EXERCISE GOAL: In the listing below, count each line that contains "example". The reply is that count and nothing else.

--*--

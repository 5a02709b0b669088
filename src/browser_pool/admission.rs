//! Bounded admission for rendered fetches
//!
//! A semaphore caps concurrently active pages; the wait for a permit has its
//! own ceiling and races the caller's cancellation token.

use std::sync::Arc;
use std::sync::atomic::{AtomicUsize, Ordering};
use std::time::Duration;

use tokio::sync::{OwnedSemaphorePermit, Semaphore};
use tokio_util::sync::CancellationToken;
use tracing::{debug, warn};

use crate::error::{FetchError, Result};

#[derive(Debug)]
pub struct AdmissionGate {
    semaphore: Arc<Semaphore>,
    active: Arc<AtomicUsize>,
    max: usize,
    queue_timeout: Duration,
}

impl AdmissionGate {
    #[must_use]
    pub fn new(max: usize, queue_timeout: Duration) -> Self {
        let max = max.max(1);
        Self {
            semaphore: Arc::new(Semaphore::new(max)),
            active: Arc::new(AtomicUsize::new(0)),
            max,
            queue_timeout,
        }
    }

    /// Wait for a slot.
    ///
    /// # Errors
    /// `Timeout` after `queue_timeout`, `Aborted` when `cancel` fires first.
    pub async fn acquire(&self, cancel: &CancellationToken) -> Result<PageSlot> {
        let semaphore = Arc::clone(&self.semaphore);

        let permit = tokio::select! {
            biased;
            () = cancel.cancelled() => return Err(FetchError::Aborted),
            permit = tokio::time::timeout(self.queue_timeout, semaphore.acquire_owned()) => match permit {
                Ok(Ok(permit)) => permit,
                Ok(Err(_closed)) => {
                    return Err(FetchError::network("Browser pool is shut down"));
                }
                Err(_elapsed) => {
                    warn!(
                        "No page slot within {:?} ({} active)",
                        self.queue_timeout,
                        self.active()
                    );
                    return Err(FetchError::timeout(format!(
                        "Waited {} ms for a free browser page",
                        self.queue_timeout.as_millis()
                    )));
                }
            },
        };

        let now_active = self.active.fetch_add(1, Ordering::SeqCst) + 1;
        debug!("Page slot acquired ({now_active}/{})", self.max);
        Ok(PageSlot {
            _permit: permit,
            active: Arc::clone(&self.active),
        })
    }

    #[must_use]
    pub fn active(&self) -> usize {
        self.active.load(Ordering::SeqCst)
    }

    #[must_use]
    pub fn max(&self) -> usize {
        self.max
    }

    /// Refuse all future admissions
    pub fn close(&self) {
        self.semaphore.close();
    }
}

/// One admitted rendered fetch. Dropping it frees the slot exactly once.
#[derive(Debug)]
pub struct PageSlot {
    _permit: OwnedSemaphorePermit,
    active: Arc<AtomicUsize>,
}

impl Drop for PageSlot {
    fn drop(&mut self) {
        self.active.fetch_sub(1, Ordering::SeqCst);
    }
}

--*--

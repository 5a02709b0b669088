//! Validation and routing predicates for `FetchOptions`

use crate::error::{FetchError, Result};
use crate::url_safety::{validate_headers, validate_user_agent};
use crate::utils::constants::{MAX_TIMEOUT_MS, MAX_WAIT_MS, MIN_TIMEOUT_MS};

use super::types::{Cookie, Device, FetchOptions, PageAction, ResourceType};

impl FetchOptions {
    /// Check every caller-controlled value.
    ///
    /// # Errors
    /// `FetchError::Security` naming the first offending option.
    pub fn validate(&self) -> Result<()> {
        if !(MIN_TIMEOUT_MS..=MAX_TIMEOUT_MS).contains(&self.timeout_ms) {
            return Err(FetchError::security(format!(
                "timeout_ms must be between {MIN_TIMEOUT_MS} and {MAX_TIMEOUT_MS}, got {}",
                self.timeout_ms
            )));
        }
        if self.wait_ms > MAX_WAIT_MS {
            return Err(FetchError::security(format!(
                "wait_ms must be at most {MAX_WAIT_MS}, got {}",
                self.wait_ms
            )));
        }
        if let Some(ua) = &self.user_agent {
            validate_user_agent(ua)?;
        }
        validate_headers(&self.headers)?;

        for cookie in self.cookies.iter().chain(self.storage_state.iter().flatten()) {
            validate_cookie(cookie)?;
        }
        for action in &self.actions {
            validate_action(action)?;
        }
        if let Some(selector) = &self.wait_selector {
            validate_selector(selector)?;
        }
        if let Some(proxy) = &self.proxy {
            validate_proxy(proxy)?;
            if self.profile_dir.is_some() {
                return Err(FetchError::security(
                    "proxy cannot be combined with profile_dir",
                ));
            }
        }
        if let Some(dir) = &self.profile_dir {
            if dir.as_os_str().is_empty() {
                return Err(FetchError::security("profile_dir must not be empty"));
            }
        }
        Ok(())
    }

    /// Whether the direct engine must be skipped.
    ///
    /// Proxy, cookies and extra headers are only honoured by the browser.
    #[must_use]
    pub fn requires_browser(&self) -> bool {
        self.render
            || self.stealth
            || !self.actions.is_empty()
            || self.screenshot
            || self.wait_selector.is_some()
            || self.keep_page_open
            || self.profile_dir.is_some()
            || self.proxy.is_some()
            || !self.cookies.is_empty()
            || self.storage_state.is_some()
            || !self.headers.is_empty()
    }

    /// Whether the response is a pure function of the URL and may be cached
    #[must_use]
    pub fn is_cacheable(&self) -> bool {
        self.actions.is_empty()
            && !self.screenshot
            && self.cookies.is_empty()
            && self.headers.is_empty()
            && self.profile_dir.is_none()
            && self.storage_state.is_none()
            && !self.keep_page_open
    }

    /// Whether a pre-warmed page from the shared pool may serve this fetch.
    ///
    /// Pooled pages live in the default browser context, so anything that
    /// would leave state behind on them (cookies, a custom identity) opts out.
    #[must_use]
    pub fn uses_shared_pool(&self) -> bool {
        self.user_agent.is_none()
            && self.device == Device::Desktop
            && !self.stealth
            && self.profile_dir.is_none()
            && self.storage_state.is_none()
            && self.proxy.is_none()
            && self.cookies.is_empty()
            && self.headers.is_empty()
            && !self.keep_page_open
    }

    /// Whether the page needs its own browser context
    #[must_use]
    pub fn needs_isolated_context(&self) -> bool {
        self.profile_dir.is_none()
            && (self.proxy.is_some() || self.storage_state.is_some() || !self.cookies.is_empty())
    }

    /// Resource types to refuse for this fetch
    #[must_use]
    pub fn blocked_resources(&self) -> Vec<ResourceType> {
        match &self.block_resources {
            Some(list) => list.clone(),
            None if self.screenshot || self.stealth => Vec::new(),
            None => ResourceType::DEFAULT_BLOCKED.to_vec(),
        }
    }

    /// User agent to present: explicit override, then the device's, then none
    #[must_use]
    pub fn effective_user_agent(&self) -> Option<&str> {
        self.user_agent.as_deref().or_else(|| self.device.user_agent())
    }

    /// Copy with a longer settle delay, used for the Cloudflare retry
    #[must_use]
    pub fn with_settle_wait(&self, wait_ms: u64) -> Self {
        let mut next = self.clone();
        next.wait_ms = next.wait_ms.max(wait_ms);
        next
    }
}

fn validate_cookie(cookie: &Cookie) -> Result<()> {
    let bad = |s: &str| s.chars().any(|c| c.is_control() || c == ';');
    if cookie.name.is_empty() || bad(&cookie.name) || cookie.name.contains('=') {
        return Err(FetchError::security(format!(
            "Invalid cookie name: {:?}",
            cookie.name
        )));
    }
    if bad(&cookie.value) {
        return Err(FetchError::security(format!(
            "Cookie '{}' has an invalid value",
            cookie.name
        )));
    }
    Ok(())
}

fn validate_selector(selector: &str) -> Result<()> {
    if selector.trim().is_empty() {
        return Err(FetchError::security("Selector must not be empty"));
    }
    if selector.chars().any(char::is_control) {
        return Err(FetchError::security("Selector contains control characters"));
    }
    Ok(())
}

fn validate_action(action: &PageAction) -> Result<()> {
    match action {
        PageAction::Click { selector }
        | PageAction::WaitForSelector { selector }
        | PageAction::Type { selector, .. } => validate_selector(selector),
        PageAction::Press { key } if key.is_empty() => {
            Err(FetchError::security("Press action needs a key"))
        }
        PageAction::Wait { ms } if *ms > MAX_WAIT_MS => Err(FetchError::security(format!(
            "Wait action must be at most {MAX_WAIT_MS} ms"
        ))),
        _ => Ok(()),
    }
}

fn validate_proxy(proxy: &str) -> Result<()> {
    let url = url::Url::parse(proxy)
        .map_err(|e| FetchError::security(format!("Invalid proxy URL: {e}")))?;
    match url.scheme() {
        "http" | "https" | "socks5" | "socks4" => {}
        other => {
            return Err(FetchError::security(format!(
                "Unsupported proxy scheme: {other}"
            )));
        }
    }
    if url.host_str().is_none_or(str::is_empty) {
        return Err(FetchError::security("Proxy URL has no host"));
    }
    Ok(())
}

--*--

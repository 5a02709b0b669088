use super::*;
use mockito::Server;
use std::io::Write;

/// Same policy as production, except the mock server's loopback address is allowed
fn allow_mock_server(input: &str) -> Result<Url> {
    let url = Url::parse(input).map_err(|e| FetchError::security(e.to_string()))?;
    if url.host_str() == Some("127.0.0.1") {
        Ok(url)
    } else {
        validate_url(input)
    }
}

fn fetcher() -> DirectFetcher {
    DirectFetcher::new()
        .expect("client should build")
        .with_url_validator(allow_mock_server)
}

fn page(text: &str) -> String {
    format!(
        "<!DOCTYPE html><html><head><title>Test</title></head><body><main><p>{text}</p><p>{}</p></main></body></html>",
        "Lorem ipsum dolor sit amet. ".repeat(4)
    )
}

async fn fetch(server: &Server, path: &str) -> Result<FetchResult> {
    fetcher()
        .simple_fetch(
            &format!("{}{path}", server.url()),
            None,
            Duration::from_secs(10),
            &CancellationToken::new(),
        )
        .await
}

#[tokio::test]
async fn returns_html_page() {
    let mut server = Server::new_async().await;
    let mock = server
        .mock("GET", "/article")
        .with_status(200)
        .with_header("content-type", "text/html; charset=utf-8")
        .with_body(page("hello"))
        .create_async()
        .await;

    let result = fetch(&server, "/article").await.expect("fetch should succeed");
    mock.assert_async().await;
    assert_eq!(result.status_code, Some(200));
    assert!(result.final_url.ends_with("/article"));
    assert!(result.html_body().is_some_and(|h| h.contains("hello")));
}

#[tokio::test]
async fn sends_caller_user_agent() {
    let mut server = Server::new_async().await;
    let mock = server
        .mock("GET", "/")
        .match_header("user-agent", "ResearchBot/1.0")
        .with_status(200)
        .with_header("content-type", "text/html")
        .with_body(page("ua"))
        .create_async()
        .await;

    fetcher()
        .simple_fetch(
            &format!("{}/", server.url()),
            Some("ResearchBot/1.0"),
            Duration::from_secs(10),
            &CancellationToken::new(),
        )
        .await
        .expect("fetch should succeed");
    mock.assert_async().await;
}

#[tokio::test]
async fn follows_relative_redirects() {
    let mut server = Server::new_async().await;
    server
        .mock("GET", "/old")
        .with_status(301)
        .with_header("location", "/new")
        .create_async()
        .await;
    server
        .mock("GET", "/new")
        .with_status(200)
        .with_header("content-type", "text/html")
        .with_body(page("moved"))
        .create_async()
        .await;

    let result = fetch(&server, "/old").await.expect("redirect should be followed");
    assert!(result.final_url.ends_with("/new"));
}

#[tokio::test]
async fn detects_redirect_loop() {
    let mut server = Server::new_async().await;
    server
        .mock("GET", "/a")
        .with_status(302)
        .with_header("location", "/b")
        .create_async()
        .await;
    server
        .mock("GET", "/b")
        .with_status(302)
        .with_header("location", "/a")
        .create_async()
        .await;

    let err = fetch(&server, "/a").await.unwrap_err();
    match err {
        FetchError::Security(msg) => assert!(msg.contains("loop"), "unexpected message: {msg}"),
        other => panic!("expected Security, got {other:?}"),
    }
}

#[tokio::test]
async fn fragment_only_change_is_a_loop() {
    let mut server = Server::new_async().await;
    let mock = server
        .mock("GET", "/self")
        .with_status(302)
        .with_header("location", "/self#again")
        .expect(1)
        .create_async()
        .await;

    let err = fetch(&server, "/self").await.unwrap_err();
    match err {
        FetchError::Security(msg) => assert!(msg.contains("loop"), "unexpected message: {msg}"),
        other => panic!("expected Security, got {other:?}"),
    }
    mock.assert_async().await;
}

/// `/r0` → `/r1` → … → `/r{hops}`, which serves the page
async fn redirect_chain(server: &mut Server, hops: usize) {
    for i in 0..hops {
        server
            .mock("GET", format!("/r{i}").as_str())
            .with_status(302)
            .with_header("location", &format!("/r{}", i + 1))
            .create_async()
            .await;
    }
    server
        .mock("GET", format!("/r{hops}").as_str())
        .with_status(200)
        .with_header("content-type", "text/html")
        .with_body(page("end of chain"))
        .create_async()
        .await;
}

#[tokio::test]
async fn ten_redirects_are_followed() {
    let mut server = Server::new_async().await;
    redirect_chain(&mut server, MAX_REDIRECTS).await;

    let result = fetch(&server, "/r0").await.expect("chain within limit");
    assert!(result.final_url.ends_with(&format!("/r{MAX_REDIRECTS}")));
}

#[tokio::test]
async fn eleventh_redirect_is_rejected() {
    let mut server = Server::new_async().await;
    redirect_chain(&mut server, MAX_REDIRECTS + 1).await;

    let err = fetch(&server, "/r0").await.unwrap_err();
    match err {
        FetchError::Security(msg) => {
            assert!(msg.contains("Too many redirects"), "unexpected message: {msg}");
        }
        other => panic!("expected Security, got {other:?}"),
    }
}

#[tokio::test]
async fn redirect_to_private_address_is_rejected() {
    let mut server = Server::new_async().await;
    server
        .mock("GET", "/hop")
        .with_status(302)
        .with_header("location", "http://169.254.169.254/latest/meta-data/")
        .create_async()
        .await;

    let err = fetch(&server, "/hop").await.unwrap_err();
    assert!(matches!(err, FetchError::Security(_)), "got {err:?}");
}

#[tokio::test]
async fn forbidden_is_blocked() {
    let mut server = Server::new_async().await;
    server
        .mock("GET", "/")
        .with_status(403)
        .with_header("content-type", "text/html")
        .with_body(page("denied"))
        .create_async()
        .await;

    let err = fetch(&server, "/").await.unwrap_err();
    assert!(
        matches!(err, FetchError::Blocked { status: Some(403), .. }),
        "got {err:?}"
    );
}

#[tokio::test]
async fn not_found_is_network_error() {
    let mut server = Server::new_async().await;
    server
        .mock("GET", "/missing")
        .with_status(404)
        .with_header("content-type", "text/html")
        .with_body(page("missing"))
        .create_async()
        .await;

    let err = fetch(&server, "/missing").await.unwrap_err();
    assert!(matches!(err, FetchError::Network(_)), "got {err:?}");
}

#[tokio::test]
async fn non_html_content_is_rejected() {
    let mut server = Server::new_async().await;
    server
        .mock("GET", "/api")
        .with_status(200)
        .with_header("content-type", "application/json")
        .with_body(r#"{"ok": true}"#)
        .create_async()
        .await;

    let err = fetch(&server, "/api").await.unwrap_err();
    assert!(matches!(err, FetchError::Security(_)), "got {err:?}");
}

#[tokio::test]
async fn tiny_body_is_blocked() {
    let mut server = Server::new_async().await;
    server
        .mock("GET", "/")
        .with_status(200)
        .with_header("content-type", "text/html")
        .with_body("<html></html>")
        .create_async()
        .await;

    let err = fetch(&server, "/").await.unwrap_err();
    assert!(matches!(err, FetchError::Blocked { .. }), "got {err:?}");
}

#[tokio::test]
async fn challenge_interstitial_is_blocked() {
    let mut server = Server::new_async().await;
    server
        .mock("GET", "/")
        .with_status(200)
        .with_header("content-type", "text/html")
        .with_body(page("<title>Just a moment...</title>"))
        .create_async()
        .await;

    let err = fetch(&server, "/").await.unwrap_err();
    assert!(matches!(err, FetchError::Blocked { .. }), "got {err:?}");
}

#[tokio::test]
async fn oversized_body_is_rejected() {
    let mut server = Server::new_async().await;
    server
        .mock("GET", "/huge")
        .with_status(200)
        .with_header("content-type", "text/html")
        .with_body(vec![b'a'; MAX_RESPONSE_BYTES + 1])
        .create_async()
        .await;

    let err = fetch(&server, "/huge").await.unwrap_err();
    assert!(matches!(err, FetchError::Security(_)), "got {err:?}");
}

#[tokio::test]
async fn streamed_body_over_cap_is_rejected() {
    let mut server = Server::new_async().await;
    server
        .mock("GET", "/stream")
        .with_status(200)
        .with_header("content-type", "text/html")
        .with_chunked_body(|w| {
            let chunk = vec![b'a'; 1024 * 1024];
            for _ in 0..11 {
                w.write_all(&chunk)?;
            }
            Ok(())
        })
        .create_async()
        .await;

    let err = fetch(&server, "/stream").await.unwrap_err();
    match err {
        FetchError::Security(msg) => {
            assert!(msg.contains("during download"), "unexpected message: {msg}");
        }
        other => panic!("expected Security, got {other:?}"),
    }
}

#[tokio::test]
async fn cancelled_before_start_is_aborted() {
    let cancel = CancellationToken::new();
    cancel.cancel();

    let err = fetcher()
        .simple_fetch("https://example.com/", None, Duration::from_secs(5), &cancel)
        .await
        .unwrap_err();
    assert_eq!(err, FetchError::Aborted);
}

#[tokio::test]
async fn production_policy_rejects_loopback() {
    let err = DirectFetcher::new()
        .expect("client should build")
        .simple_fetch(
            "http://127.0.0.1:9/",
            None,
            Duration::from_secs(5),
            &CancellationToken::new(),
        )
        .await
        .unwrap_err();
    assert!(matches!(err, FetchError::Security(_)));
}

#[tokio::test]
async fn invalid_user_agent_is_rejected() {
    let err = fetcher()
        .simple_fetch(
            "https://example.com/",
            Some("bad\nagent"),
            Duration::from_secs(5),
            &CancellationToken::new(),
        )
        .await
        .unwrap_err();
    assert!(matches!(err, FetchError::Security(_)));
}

--*--

WRITTEN SOLUTION: 2